RECORDS FOR THIS EXERCISE.
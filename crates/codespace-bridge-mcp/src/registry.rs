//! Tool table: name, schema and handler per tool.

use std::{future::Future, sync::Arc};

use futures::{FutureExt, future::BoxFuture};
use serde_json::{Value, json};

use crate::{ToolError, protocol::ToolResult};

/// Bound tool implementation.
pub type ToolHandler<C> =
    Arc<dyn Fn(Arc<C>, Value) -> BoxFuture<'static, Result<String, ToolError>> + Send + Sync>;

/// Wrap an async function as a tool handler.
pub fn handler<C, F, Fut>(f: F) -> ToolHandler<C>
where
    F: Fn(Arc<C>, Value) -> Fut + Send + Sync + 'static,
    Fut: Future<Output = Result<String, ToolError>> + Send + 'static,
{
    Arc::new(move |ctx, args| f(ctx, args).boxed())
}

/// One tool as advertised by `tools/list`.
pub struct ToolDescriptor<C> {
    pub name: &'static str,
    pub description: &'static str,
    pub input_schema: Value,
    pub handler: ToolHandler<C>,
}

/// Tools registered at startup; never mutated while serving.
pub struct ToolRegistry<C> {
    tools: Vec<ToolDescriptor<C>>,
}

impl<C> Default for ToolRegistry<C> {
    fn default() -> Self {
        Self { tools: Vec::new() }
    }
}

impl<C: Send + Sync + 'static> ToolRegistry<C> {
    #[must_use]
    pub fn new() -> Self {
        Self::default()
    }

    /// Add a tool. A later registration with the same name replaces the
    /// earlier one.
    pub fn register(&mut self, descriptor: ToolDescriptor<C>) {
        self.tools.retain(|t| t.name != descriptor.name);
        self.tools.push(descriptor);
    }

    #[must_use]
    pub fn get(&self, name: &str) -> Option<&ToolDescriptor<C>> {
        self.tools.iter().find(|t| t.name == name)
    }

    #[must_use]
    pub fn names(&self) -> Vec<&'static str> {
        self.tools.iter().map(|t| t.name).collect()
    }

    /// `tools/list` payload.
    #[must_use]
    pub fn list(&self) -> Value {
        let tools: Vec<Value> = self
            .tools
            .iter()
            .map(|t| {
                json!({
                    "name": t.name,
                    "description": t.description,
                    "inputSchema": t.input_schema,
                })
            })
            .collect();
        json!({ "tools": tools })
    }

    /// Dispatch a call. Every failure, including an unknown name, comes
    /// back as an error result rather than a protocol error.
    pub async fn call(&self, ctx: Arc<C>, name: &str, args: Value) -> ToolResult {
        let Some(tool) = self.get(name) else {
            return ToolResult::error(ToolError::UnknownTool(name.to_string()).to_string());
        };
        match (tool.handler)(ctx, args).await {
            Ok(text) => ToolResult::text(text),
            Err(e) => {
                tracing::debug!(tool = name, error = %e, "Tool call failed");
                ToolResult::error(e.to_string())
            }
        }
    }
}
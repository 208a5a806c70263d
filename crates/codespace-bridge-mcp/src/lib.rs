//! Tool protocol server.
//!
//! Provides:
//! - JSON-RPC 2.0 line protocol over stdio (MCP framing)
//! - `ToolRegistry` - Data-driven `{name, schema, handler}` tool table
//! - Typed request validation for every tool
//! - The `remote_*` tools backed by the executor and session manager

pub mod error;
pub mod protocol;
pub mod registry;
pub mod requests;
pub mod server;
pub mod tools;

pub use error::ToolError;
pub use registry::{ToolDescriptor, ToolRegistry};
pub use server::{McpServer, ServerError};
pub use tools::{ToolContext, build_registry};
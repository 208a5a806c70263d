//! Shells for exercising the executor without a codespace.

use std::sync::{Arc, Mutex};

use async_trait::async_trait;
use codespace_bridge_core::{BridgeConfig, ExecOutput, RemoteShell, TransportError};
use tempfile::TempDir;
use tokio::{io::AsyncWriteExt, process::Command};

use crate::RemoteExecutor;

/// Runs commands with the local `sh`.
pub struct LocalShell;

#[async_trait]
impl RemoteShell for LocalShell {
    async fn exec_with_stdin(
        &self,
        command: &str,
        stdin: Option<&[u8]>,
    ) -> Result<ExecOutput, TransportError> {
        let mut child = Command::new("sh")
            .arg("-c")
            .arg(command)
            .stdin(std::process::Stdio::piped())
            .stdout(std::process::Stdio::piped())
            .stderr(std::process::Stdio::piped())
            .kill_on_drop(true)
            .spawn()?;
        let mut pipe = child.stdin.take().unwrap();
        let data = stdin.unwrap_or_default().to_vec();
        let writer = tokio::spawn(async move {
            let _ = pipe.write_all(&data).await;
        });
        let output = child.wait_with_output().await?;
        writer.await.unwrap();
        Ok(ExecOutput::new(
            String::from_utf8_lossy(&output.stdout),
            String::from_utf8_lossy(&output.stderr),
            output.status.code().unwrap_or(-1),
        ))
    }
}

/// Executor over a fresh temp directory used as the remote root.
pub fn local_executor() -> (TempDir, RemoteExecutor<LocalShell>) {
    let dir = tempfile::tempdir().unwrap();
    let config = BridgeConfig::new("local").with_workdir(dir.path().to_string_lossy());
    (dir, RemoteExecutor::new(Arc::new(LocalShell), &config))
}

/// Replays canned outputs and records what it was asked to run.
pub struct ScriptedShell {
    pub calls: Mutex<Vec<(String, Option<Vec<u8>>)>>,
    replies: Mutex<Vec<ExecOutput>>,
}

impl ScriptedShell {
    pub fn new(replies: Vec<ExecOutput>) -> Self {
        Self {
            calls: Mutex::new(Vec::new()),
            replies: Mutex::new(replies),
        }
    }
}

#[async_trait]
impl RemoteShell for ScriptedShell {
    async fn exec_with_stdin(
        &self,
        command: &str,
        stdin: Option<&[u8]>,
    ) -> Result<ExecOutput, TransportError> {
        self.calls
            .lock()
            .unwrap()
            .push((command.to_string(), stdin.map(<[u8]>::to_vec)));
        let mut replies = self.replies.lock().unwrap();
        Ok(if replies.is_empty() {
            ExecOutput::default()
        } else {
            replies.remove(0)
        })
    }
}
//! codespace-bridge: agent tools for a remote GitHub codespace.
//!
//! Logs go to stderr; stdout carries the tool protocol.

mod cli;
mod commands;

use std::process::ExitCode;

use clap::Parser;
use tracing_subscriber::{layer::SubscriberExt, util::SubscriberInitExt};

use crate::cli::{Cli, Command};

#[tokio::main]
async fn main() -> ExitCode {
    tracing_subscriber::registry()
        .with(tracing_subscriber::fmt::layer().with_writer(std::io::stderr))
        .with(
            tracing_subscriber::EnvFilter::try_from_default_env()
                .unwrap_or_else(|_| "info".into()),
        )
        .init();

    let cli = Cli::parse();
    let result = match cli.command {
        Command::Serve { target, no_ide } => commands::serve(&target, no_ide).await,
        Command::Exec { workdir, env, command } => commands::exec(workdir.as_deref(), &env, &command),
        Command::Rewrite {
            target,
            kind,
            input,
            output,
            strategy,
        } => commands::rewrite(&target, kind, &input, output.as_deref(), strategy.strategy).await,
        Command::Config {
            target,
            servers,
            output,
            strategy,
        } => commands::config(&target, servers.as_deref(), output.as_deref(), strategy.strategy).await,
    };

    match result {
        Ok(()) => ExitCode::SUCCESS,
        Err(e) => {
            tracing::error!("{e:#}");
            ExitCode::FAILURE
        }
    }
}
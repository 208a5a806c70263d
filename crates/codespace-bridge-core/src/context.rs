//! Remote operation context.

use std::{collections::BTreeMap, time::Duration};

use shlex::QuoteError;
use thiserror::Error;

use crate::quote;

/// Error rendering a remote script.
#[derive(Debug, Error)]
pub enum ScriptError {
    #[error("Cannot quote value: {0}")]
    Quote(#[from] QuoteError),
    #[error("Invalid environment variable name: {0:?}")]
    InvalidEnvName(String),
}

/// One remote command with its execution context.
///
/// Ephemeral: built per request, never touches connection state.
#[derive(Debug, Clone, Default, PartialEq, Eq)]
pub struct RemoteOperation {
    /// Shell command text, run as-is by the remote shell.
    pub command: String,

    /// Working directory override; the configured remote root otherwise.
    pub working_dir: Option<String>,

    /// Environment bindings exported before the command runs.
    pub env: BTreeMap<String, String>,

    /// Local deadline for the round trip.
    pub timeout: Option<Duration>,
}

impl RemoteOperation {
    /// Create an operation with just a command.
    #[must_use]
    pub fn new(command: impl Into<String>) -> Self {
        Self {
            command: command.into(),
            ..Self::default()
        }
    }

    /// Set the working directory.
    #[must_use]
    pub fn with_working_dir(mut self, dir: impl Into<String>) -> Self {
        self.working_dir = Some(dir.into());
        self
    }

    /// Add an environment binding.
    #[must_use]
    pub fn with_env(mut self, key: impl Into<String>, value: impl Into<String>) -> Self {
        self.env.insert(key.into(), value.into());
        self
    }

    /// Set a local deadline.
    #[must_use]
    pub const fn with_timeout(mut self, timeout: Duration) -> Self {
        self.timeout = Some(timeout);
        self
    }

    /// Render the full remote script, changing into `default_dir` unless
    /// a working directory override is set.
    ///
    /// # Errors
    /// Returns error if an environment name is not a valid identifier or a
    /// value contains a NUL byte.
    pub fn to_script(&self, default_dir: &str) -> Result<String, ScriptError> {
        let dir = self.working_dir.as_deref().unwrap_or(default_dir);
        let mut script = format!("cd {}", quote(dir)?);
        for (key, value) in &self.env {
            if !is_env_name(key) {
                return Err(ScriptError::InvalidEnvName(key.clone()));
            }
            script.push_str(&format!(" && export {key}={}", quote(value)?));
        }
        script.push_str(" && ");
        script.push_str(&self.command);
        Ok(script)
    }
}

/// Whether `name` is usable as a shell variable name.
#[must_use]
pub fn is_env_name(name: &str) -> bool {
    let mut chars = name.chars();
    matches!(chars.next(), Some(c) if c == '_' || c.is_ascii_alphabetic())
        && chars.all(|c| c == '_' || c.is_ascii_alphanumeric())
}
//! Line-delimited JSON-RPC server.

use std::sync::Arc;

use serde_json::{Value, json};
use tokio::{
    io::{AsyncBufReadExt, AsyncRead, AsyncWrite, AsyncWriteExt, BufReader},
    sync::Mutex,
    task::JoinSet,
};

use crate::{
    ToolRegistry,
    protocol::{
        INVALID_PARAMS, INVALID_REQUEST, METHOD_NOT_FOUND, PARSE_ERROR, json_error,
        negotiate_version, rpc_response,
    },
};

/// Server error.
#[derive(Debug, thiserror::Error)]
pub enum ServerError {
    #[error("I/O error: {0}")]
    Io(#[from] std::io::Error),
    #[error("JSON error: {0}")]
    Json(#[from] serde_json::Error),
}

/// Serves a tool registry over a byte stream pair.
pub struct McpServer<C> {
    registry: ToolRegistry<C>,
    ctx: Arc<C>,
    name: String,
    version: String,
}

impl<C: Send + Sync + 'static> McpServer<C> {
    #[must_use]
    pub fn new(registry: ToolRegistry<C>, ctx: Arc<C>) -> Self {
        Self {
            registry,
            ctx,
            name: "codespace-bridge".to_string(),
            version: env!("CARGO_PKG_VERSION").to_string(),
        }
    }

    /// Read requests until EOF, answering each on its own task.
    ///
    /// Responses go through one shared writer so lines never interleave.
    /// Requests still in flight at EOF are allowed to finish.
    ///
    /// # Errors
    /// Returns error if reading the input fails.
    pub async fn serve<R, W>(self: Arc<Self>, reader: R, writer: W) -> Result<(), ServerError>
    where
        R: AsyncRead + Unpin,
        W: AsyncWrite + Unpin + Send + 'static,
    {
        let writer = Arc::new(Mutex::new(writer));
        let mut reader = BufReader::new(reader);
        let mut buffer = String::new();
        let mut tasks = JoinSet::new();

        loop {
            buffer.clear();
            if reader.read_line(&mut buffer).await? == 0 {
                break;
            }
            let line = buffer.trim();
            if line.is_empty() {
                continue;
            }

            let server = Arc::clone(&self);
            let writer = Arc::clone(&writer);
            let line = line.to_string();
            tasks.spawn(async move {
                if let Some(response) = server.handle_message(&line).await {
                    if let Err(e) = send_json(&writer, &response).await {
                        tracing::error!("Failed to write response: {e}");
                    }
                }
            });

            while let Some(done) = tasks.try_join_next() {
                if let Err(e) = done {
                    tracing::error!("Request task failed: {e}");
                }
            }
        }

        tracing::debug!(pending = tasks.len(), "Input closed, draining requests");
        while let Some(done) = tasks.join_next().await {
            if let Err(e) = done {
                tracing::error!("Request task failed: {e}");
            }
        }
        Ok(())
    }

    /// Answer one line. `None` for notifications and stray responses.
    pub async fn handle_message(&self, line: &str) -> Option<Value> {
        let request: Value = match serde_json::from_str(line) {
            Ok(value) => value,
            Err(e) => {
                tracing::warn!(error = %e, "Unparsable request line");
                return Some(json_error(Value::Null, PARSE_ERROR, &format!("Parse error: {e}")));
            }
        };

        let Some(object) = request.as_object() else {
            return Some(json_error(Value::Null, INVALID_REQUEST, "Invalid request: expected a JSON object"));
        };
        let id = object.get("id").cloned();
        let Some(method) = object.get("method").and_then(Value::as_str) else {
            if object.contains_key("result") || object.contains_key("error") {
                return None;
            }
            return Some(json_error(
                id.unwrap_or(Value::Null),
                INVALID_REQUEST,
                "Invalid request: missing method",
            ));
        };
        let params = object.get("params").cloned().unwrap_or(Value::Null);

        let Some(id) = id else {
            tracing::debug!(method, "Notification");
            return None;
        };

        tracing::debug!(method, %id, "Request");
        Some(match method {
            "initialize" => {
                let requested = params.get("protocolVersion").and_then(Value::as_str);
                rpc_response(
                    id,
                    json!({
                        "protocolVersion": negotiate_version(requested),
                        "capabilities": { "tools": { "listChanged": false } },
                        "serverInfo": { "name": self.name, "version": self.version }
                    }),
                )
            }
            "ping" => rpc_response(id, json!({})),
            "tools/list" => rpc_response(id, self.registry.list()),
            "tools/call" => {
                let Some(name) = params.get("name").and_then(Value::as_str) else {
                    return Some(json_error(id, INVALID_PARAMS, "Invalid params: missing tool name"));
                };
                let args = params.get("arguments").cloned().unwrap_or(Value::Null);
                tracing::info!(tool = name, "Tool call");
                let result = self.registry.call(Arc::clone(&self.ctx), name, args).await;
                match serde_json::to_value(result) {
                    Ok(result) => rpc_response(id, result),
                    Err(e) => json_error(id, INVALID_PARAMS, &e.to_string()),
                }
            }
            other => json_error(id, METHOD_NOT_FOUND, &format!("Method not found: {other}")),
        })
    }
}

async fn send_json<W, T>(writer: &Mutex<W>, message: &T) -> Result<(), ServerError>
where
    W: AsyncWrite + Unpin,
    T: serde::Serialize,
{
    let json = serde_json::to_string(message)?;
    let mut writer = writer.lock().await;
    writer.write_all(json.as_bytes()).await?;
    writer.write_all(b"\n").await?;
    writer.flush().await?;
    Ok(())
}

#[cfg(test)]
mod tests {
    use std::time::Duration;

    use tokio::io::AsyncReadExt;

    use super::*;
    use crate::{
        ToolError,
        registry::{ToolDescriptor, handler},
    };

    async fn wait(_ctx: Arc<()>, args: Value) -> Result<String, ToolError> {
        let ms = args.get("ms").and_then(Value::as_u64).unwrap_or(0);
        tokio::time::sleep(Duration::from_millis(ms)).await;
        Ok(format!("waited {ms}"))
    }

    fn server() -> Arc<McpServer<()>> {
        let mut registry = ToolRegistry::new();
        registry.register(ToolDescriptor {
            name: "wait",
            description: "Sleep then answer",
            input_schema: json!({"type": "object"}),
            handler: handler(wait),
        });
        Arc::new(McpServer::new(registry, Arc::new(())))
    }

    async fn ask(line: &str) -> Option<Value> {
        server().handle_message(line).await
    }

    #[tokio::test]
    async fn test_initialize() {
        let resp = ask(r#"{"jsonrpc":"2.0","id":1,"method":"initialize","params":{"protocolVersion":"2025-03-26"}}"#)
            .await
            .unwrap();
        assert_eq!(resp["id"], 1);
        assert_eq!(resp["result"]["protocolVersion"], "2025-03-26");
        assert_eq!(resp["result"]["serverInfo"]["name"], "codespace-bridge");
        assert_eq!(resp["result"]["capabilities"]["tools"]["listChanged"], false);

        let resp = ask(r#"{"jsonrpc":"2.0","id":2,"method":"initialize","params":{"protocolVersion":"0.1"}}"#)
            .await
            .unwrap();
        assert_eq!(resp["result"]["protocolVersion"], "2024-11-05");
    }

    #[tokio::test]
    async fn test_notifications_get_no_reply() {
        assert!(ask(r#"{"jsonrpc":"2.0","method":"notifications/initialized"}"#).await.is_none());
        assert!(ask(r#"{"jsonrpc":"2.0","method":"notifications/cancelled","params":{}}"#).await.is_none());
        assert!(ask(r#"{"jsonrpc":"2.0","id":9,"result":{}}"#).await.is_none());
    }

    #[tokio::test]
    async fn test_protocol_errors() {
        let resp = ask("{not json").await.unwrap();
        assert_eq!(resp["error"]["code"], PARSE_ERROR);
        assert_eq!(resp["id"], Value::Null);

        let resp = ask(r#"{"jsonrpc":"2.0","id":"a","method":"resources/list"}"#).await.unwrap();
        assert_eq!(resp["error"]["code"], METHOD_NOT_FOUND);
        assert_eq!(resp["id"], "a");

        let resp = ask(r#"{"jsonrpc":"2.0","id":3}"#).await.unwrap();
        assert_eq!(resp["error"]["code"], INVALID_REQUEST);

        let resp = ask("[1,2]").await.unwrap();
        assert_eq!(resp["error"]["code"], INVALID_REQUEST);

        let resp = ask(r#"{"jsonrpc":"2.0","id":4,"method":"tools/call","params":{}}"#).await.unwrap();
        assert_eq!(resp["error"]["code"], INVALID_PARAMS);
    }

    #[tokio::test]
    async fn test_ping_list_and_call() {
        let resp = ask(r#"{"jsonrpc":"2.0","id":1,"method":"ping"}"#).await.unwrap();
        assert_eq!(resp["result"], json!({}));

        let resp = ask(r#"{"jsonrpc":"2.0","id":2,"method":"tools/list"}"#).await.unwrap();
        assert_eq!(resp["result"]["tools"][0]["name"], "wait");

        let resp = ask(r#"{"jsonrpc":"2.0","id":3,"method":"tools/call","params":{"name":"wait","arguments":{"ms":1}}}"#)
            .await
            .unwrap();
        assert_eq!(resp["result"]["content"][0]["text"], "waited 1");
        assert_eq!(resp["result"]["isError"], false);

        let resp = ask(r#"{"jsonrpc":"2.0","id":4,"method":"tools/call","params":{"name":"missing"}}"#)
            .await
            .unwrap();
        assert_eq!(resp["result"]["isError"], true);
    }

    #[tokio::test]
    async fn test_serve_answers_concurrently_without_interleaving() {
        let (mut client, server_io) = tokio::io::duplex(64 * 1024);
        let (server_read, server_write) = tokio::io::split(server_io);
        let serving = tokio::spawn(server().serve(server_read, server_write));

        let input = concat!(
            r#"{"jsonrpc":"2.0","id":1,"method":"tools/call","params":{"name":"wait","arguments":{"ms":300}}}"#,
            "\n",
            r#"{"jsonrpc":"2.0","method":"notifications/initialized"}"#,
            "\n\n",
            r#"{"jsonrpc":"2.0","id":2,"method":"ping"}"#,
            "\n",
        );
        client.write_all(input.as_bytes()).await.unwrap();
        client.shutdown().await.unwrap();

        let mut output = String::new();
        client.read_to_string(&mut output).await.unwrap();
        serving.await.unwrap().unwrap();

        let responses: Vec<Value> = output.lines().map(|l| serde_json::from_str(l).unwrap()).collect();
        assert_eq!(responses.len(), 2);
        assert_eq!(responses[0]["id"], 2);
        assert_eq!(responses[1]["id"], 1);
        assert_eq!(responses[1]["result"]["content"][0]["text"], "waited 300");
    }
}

WORK TASK. Look through the data above. Find each line with the string "strategy" and copy it.

RESULT FOR THIS TASK.
            strategy,
        } => commands::rewrite(&target, kind, &input, output.as_deref(), strategy.strategy).await,
            strategy,
        } => commands::config(&target, servers.as_deref(), output.as_deref(), strategy.strategy).await,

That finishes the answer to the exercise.